Apparently there is such a thing as a free lunch.  Starting Tuesday, any school age child who shows up at the ORMS cafeteria Monday through Thursday between 11:30 am and 1 pm will be given a free lunch.   Somehow Doris Demers has made this free lunch thing happen.  It would be really great if kids actually showed up to eat.  My boy will be there most days.

I think they'll serve anyone, but us folks over 18 will have to pay.

The free lunch program runs from July 5 to August 11.  Here's Todd Allen making the announcement: clip.

Start Time Workshop

The board held a workshop on the start time issue at the end of May.  As far as I can tell from the minutes, they're screwing the whole thing up. But it's hard to tell, because the minutes discuss six or seven options without ever saying what the options are.

It looks like the board doesn't want to consider plans where high school ends after 3:00.  That pushes the opening to 8:00, which is 30 minutes before the earliest recommended time.  Plus it looks like they don't want to move the elementary schools earlier so (I think) they're exploring busing everybody at once.   So as far as I can tell the vague plan right now is to make us pay for extra buses to get a start time that doesn't even meet the minimum recommended.

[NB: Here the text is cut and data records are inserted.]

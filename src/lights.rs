//! Scene lighting: one ambient term and three directional lights.

use bytemuck::{Pod, Zeroable};
use glam::Vec3;

/// Linear RGB from a `0xRRGGBB` sRGB hex colour.
pub fn color_from_hex(hex: u32) -> Vec3 {
    let channel = |shift: u32| srgb_to_linear(((hex >> shift) & 0xff) as f32 / 255.0);
    Vec3::new(channel(16), channel(8), channel(0))
}

fn srgb_to_linear(c: f32) -> f32 {
    if c <= 0.04045 {
        c / 12.92
    } else {
        ((c + 0.055) / 1.055).powf(2.4)
    }
}

#[derive(Debug, Clone, Copy, PartialEq)]
pub struct AmbientLight {
    pub color: Vec3,
    pub intensity: f32,
}

/// Light arriving from `position` toward the origin.
#[derive(Debug, Clone, Copy, PartialEq)]
pub struct DirectionalLight {
    pub color: Vec3,
    pub intensity: f32,
    pub position: Vec3,
}

#[derive(Debug, Clone, Copy, PartialEq)]
pub struct Lights {
    pub ambient: AmbientLight,
    /// Key, fill and rim lights.
    pub directional: [DirectionalLight; 3],
}

impl Default for Lights {
    fn default() -> Self {
        Self {
            ambient: AmbientLight {
                color: color_from_hex(0x4522c3),
                intensity: 0.3,
            },
            directional: [
                DirectionalLight {
                    color: Vec3::ONE,
                    intensity: 1.2,
                    position: Vec3::new(5.0, 5.0, 5.0),
                },
                DirectionalLight {
                    color: Vec3::ONE,
                    intensity: 0.5,
                    position: Vec3::new(-5.0, 2.0, -5.0),
                },
                // bluish rim from behind the text
                DirectionalLight {
                    color: color_from_hex(0x88ccff),
                    intensity: 1.0,
                    position: Vec3::new(0.0, 5.0, -30.0),
                },
            ],
        }
    }
}

/// GPU layout of [`Lights`]; `w` carries intensity.
#[repr(C)]
#[derive(Copy, Clone, Debug, Pod, Zeroable)]
pub struct LightsUniform {
    pub ambient: [f32; 4],
    pub directions: [[f32; 4]; 3],
    pub colors: [[f32; 4]; 3],
}

impl Lights {
    pub fn to_uniform(&self) -> LightsUniform {
        let mut directions = [[0.0; 4]; 3];
        let mut colors = [[0.0; 4]; 3];
        for (i, light) in self.directional.iter().enumerate() {
            directions[i] = light.position.normalize_or_zero().extend(0.0).to_array();
            colors[i] = light.color.extend(light.intensity).to_array();
        }
        LightsUniform {
            ambient: self.ambient.color.extend(self.ambient.intensity).to_array(),
            directions,
            colors,
        }
    }
}

/// WGSL declaration matching [`LightsUniform`].
pub const LIGHTS_WGSL: &str = r#"
struct Lights {
    ambient: vec4<f32>,
    directions: array<vec4<f32>, 3>,
    colors: array<vec4<f32>, 3>,
};
"#;
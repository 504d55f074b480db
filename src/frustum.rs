//! Visible cross-section of the camera frustum at a fixed depth.

use glam::Vec2;

use crate::camera::PerspectiveCamera;

/// Axis-aligned rectangle of the view plane visible at some depth, centred on the view axis.
#[derive(Debug, Clone, Copy, PartialEq)]
pub struct VisibleRect {
    pub left: f32,
    pub right: f32,
    pub top: f32,
    pub bottom: f32,
}

impl VisibleRect {
    pub fn width(&self) -> f32 {
        self.right - self.left
    }

    pub fn height(&self) -> f32 {
        self.top - self.bottom
    }

    pub fn center(&self) -> Vec2 {
        Vec2::new(
            (self.left + self.right) * 0.5,
            (self.top + self.bottom) * 0.5,
        )
    }

    /// Inclusive containment test.
    pub fn contains(&self, point: Vec2) -> bool {
        point.x >= self.left && point.x <= self.right && point.y >= self.bottom && point.y <= self.top
    }
}

/// Compute the visible rectangle at `target_z` for a camera at `camera_z`.
///
/// Zero FOV or zero aspect produce a zero-area rectangle; callers avoid those.
pub fn visible_rect(vertical_fov_degrees: f32, aspect: f32, camera_z: f32, target_z: f32) -> VisibleRect {
    let fov = vertical_fov_degrees.to_radians();
    let height = 2.0 * (fov / 2.0).tan() * (target_z - camera_z).abs();
    let width = height * aspect;

    VisibleRect {
        left: -width / 2.0,
        right: width / 2.0,
        top: height / 2.0,
        bottom: -height / 2.0,
    }
}

impl PerspectiveCamera {
    /// Visible rectangle at world depth `z` for this camera's current aspect.
    pub fn visible_rect_at(&self, z: f32) -> VisibleRect {
        visible_rect(self.fov_degrees, self.aspect, self.position.z, z)
    }
}

#[cfg(test)]
mod tests {
    use super::*;

    #[test]
    fn test_rect_is_symmetric_and_positive() {
        for fov in [1.0_f32, 30.0, 75.0, 120.0, 179.0] {
            for aspect in [0.25_f32, 1.0, 16.0 / 9.0, 4.0] {
                let r = visible_rect(fov, aspect, 0.0, -25.0);
                assert_eq!(r.right, -r.left);
                assert_eq!(r.top, -r.bottom);
                assert!(r.right > 0.0);
                assert!(r.top > 0.0);
            }
        }
    }

    #[test]
    fn test_rect_dimensions() {
        // 90 degrees: height = 2 * distance
        let r = visible_rect(90.0, 2.0, 5.0, -5.0);
        assert!((r.height() - 20.0).abs() < 1e-4);
        assert!((r.width() - 40.0).abs() < 1e-4);
        assert_eq!(r.center(), Vec2::ZERO);
    }

    #[test]
    fn test_degenerate_inputs_give_zero_area() {
        let r = visible_rect(0.0, 1.0, 0.0, -25.0);
        assert_eq!(r.width(), 0.0);
        let r = visible_rect(75.0, 0.0, 0.0, -25.0);
        assert_eq!(r.width(), 0.0);
        let r = visible_rect(75.0, 1.0, 0.0, 0.0);
        assert_eq!(r.height(), 0.0);
    }

    #[test]
    fn test_camera_rect_follows_aspect() {
        let mut camera = PerspectiveCamera::default();
        let wide = camera.visible_rect_at(-25.0);
        camera.set_viewport(500.0, 1000.0);
        let tall = camera.visible_rect_at(-25.0);
        assert_eq!(wide.height(), tall.height());
        assert!(tall.width() < wide.width());
    }
}
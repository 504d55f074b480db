//! Typeface JSON fonts.
//!
//! The descriptor maps each character to an advance width (`ha`) and an
//! outline string (`o`) of whitespace-separated commands in font units:
//!
//! | Command | Operands | Meaning |
//! |---|---|---|
//! | `m` | `x y` | start a new contour |
//! | `l` | `x y` | line to |
//! | `q` | `x y cx cy` | quadratic curve to `(x, y)` with control `(cx, cy)` |
//! | `b` | `x y c1x c1y c2x c2y` | cubic curve to `(x, y)` |
//!
//! Note the end point comes first in the curve commands.

use glam::Vec2;
use serde::Deserialize;
use std::collections::HashMap;
use std::path::Path;
use tracing::debug;

use crate::error::FontError;

/// A closed polyline. The last point connects back to the first.
pub type Contour = Vec<Vec2>;

#[derive(Debug, Clone, Deserialize)]
pub struct Typeface {
    pub glyphs: HashMap<String, Glyph>,
    #[serde(default = "default_resolution")]
    pub resolution: f32,
    #[serde(rename = "boundingBox", default)]
    pub bounding_box: BoundingBox,
    #[serde(rename = "underlineThickness", default)]
    pub underline_thickness: f32,
    #[serde(rename = "familyName", default)]
    pub family_name: String,
}

fn default_resolution() -> f32 {
    1000.0
}

#[derive(Debug, Clone, Default, Deserialize)]
pub struct Glyph {
    /// Horizontal advance in font units.
    #[serde(default)]
    pub ha: f32,
    /// Outline commands; absent for blank glyphs such as space.
    #[serde(default)]
    pub o: Option<String>,
}

#[derive(Debug, Clone, Copy, Default, Deserialize)]
pub struct BoundingBox {
    #[serde(rename = "yMin", default)]
    pub y_min: f32,
    #[serde(rename = "yMax", default)]
    pub y_max: f32,
}

#[derive(Debug, Clone, Copy, PartialEq)]
pub enum PathCommand {
    MoveTo(Vec2),
    LineTo(Vec2),
    QuadTo { ctrl: Vec2, to: Vec2 },
    CubicTo { ctrl1: Vec2, ctrl2: Vec2, to: Vec2 },
}

/// Parse a glyph outline string into path commands.
pub fn parse_outline(glyph: char, outline: &str) -> Result<Vec<PathCommand>, FontError> {
    let tokens: Vec<&str> = outline.split_whitespace().collect();
    let mut commands = Vec::new();
    let mut i = 0;

    while i < tokens.len() {
        let op = tokens[i];
        let operands = match op {
            "m" | "l" => 2,
            "q" => 4,
            "b" => 6,
            // a trailing `z` closes the contour, which every contour already is
            "z" => {
                i += 1;
                continue;
            }
            _ => {
                return Err(FontError::MalformedOutline {
                    glyph,
                    command: op.to_string(),
                })
            }
        };

        let args = tokens
            .get(i + 1..i + 1 + operands)
            .ok_or_else(|| FontError::MalformedOutline {
                glyph,
                command: tokens[i..].join(" "),
            })?;
        let mut values = [0.0f32; 6];
        for (slot, token) in values.iter_mut().zip(args) {
            *slot = token.parse().map_err(|_| FontError::MalformedOutline {
                glyph,
                command: format!("{} {}", op, args.join(" ")),
            })?;
        }
        let point = |k: usize| Vec2::new(values[k * 2], values[k * 2 + 1]);

        commands.push(match op {
            "m" => PathCommand::MoveTo(point(0)),
            "l" => PathCommand::LineTo(point(0)),
            "q" => PathCommand::QuadTo {
                to: point(0),
                ctrl: point(1),
            },
            _ => PathCommand::CubicTo {
                to: point(0),
                ctrl1: point(1),
                ctrl2: point(2),
            },
        });
        i += 1 + operands;
    }

    Ok(commands)
}

/// Flatten path commands into closed contours, `segments` points per curve.
pub fn flatten(commands: &[PathCommand], segments: u32) -> Vec<Contour> {
    let segments = segments.max(1);
    let mut contours = Vec::new();
    let mut current: Contour = Vec::new();
    let mut pen = Vec2::ZERO;

    for command in commands {
        match *command {
            PathCommand::MoveTo(p) => {
                finish_contour(&mut contours, std::mem::take(&mut current));
                current.push(p);
                pen = p;
            }
            PathCommand::LineTo(p) => {
                current.push(p);
                pen = p;
            }
            PathCommand::QuadTo { ctrl, to } => {
                for s in 1..=segments {
                    let t = s as f32 / segments as f32;
                    let u = 1.0 - t;
                    current.push(pen * (u * u) + ctrl * (2.0 * u * t) + to * (t * t));
                }
                pen = to;
            }
            PathCommand::CubicTo { ctrl1, ctrl2, to } => {
                for s in 1..=segments {
                    let t = s as f32 / segments as f32;
                    let u = 1.0 - t;
                    current.push(
                        pen * (u * u * u) + ctrl1 * (3.0 * u * u * t) + ctrl2 * (3.0 * u * t * t) + to * (t * t * t),
                    );
                }
                pen = to;
            }
        }
    }
    finish_contour(&mut contours, current);
    contours
}

fn finish_contour(contours: &mut Vec<Contour>, mut contour: Contour) {
    contour.dedup_by(|a, b| a.distance_squared(*b) < 1e-12);
    while contour.len() > 1 && contour[0].distance_squared(contour[contour.len() - 1]) < 1e-12 {
        contour.pop();
    }
    if contour.len() >= 3 {
        contours.push(contour);
    }
}

impl Typeface {
    pub fn from_json_str(json: &str) -> Result<Self, FontError> {
        Ok(serde_json::from_str(json)?)
    }

    pub fn from_file<P: AsRef<Path>>(path: P) -> Result<Self, FontError> {
        let json = std::fs::read_to_string(path)?;
        Self::from_json_str(&json)
    }

    /// Font units to scene units at `size`.
    pub fn scale(&self, size: f32) -> f32 {
        size / self.resolution
    }

    pub fn line_height(&self, size: f32) -> f32 {
        (self.bounding_box.y_max - self.bounding_box.y_min + self.underline_thickness) * self.scale(size)
    }

    pub fn glyph(&self, c: char) -> Option<&Glyph> {
        let mut buf = [0u8; 4];
        self.glyphs
            .get(&*c.encode_utf8(&mut buf))
            .or_else(|| self.glyphs.get("?"))
    }

    /// Lay out `text` and return the contours of each glyph in scene units.
    ///
    /// Glyphs run left to right from the origin; `\n` starts a new line below.
    /// Characters the font lacks (and no `?` fallback) advance by half the size.
    pub fn layout(&self, text: &str, size: f32, curve_segments: u32) -> Result<Vec<Vec<Contour>>, FontError> {
        let scale = self.scale(size);
        let line_height = self.line_height(size);
        let mut offset = Vec2::ZERO;
        let mut glyphs = Vec::new();

        for c in text.chars() {
            if c == '\n' {
                offset = Vec2::new(0.0, offset.y - line_height);
                continue;
            }
            let Some(glyph) = self.glyph(c) else {
                debug!("Glyph '{}' missing from {}", c, self.family_name);
                offset.x += size * 0.5;
                continue;
            };

            if let Some(outline) = glyph.o.as_deref() {
                let contours: Vec<Contour> = flatten(&parse_outline(c, outline)?, curve_segments)
                    .into_iter()
                    .map(|contour| contour.into_iter().map(|p| p * scale + offset).collect())
                    .collect();
                if !contours.is_empty() {
                    glyphs.push(contours);
                }
            }
            offset.x += glyph.ha * scale;
        }

        Ok(glyphs)
    }
}

/// Small font used across the text tests.
#[cfg(test)]
pub(crate) const TEST_FONT: &str = r#"{
    "familyName": "Test",
    "resolution": 100,
    "boundingBox": { "yMin": -20, "yMax": 80, "xMin": 0, "xMax": 100 },
    "underlineThickness": 5,
    "glyphs": {
        "o": { "ha": 100, "o": "m 0 0 l 80 0 l 80 80 l 0 80 z m 20 20 l 20 60 l 60 60 l 60 20 z" },
        "l": { "ha": 40, "o": "m 0 0 l 20 0 l 20 80 l 0 80" },
        " ": { "ha": 30 },
        "c": { "ha": 90, "o": "m 0 0 l 80 0 q 80 80 80 40 l 0 80" }
    }
}"#;
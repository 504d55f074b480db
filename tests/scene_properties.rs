//! End-to-end properties of the scene's CPU side.
//!
//! These exercise the public API the window loop uses: pool sizing, the
//! particle tick, the pointer force, and the holographic shader splice.

use driftfield::config::ParticleMotion;
use driftfield::material::DIFFUSE_ANCHOR;
use driftfield::{
    compute_repulsion, host_shader, inject_holographic, pointer_to_scene, visible_rect, ForceLawKind, MaterialStyle,
    ParticleCountPolicy, ParticleSystem, PerspectiveCamera, PointerSample, Repulsion, SceneConfig, ShaderError,
    Vec2, Vec3, POINTER_SCALE,
};

// ============================================================================
// Pool sizing
// ============================================================================

#[test]
fn test_pool_size_at_reference_viewport() {
    let policy = ParticleCountPolicy::default();
    assert_eq!(policy.resolve(1920.0, 1080.0), 2500);
}

#[test]
fn test_pool_size_clamps_small_viewport() {
    let policy = ParticleCountPolicy::default();
    assert_eq!(policy.resolve(100.0, 100.0), 1000);
    assert_eq!(policy.resolve(0.0, 0.0), 1000);
}

#[test]
fn test_pool_size_clamps_large_viewport() {
    let policy = ParticleCountPolicy::default();
    assert_eq!(policy.resolve(3840.0, 2160.0), 3000);
}

#[test]
fn test_config_json_overrides_pool_size() {
    let config = SceneConfig::from_json_str(r#"{ "particles": { "count": { "fixed": 64 } } }"#).unwrap();
    assert_eq!(config.particles.count.resolve(1920.0, 1080.0), 64);
    // untouched sections keep their defaults
    assert_eq!(config.text, SceneConfig::default().text);
}

// ============================================================================
// Particle pool
// ============================================================================

fn camera() -> PerspectiveCamera {
    PerspectiveCamera::new(75.0, 16.0 / 9.0, 0.1, 4000.0)
}

#[test]
fn test_pool_size_is_invariant_over_many_ticks() {
    let camera = camera();
    let mut system = ParticleSystem::spawn_seeded(
        500,
        ParticleMotion::default(),
        ForceLawKind::Repulsion.build(),
        &camera,
        7,
    );

    let pointer = pointer_to_scene(&camera, Vec2::new(0.2, -0.3), POINTER_SCALE);
    for _ in 0..2000 {
        system.tick(&camera, pointer);
        assert_eq!(system.len(), 500);
        assert_eq!(system.positions().len(), 500 * 3);
        assert_eq!(system.colors().len(), 500 * 4);
    }

    for slot in 0..system.len() {
        let alpha = system.alpha(slot);
        assert!((0.0..=1.0).contains(&alpha));
        assert!(system.position(slot).z <= 0.0);
    }
}

#[test]
fn test_recycled_particles_fade_in_from_behind() {
    let camera = camera();
    let motion = ParticleMotion::default();
    let mut system = ParticleSystem::spawn_seeded(
        1,
        motion.clone(),
        ForceLawKind::Repulsion.build(),
        &camera,
        3,
    );
    system.set_particle(0, Vec3::new(0.0, 0.0, -0.001), 1.0);

    system.tick(&camera, Vec2::splat(1000.0));

    let z = system.position(0).z;
    assert!(z >= motion.wrap_depth[0] && z < motion.wrap_depth[1], "wrapped to {}", z);
    assert_eq!(system.alpha(0), 0.0);
}

#[test]
fn test_pool_survives_resize() {
    let mut camera = camera();
    let mut system = ParticleSystem::spawn_seeded(
        1200,
        ParticleMotion::default(),
        ForceLawKind::Orbit.build(),
        &camera,
        11,
    );

    for (width, height) in [(800.0, 600.0), (400.0, 1200.0), (2560.0, 1080.0)] {
        camera.set_viewport(width, height);
        for _ in 0..300 {
            system.tick(&camera, Vec2::ZERO);
        }
        assert_eq!(system.len(), 1200);
    }
}

// ============================================================================
// Frustum and pointer
// ============================================================================

#[test]
fn test_visible_rect_is_symmetric() {
    let rect = visible_rect(75.0, 16.0 / 9.0, 0.0, -25.0);
    assert!((rect.left + rect.right).abs() < 1e-5);
    assert!((rect.top + rect.bottom).abs() < 1e-5);
    assert!((rect.width() / rect.height() - 16.0 / 9.0).abs() < 1e-4);
}

#[test]
fn test_centre_pointer_projects_to_origin() {
    let camera = camera();
    let ndc = PointerSample::new(960.0, 540.0).to_ndc(Vec2::new(1920.0, 1080.0));
    assert_eq!(ndc, Vec2::ZERO);
    let scene = pointer_to_scene(&camera, ndc, POINTER_SCALE);
    assert!(scene.length() < 1e-3);
}

#[test]
fn test_repulsion_is_zero_beyond_max_depth() {
    let law = Repulsion::default();
    for pointer in [Vec2::ZERO, Vec2::new(0.5, 0.5), Vec2::new(-3.0, 2.0)] {
        let deep = Vec3::new(pointer.x + 0.1, pointer.y, -(law.max_depth + 1.0));
        assert_eq!(law.force(deep, pointer), Vec2::ZERO);
    }
}

#[test]
fn test_repulsion_decays_with_distance() {
    let law = Repulsion::default();
    let mut previous = f32::MAX;
    for i in 1..=20 {
        let distance = law.radius * i as f32 / 20.0;
        let magnitude = law.force(Vec3::new(distance, 0.0, -10.0), Vec2::ZERO).length();
        assert!(magnitude <= previous);
        previous = magnitude;
    }
    assert_eq!(previous, 0.0);
}

#[test]
fn test_screen_pointer_repulsion_matches_scene_pointer() {
    let camera = camera();
    let viewport = Vec2::new(1920.0, 1080.0);
    let pointer_px = Vec2::new(1200.0, 400.0);
    let ndc = PointerSample::new(pointer_px.x, pointer_px.y).to_ndc(viewport);
    let pointer = pointer_to_scene(&camera, ndc, POINTER_SCALE);

    let particle = Vec3::new(pointer.x + 1.0, pointer.y - 0.5, -10.0);
    let from_screen = compute_repulsion(particle, pointer_px, viewport, &camera);
    let from_scene = Repulsion::default().force(particle, pointer);
    assert!(from_screen.length() > 0.0);
    assert!((from_screen - from_scene).length() < 1e-6);

    let deep = Vec3::new(particle.x, particle.y, -100.0);
    assert_eq!(compute_repulsion(deep, pointer_px, viewport, &camera), Vec2::ZERO);
}

// ============================================================================
// Holographic shader splice
// ============================================================================

#[test]
fn test_injection_declares_time_and_replaces_diffuse() {
    let host = host_shader(MaterialStyle::Physical);
    assert!(host.contains(DIFFUSE_ANCHOR));

    let injected = inject_holographic(&host).unwrap();
    assert!(injected.contains("var<uniform> time_uniform: TimeUniform;"));
    assert!(!injected.contains(DIFFUSE_ANCHOR));
    assert!(injected.contains("holographic_color(in.v_uv, time_uniform.time)"));
}

#[test]
fn test_injection_reports_missing_anchor() {
    let host = host_shader(MaterialStyle::Standard).replace(DIFFUSE_ANCHOR, "");
    match inject_holographic(&host) {
        Err(ShaderError::AnchorNotFound { anchor, .. }) => assert_eq!(anchor, DIFFUSE_ANCHOR),
        other => panic!("expected a missing anchor, got {:?}", other.map(|s| s.len())),
    }
}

I think the right plan is Elementary 7:45 am to 2:25 pm,  Middle School / High School 8:45 am to 3:45 pm.

Local Heinemann Fellows

The Heinemann Fellowship is a prestigious national award given every few years to around a dozen teachers whose work advances the teaching profession. In 2016, Oyster River's own Chris Hall, a fifth grade  teacher at ORMS, was one of the recipients.  Incredibly, so was Durham's Ian Fleischer, a fifth grade teacher at New Franklin School in Portsmouth. I'm fortunate to know both of them pretty well.  If it's not coincidence enough that two of eleven national fellows were from Durham, Ian's son and my son both just finished fifth grade, where their teacher was Mr. Hall.  Small world.  Congratulations, Ian and Chris. (Report).

Multiage K-1 Approved

This fall Oyster River will offer full day Kindergarten for the first time.  The board authorized the superintendent to hire an additional teacher.  The plan is for the new teacher to teach K, and an existing teacher to teach a multiage classroom of Kindergarten and first graders together.  This is because both schools together have filled six Kindergarten classes to our class size capacity (18).  Any additional students will have to attend Mast Way in a seventh class.  Usually we get a few more enrollees over the summer.  Similarly, Mast Way's first grade classes are at or near capacity.  The combined K-1 class solves both problems, and the board approved it with some trepidation.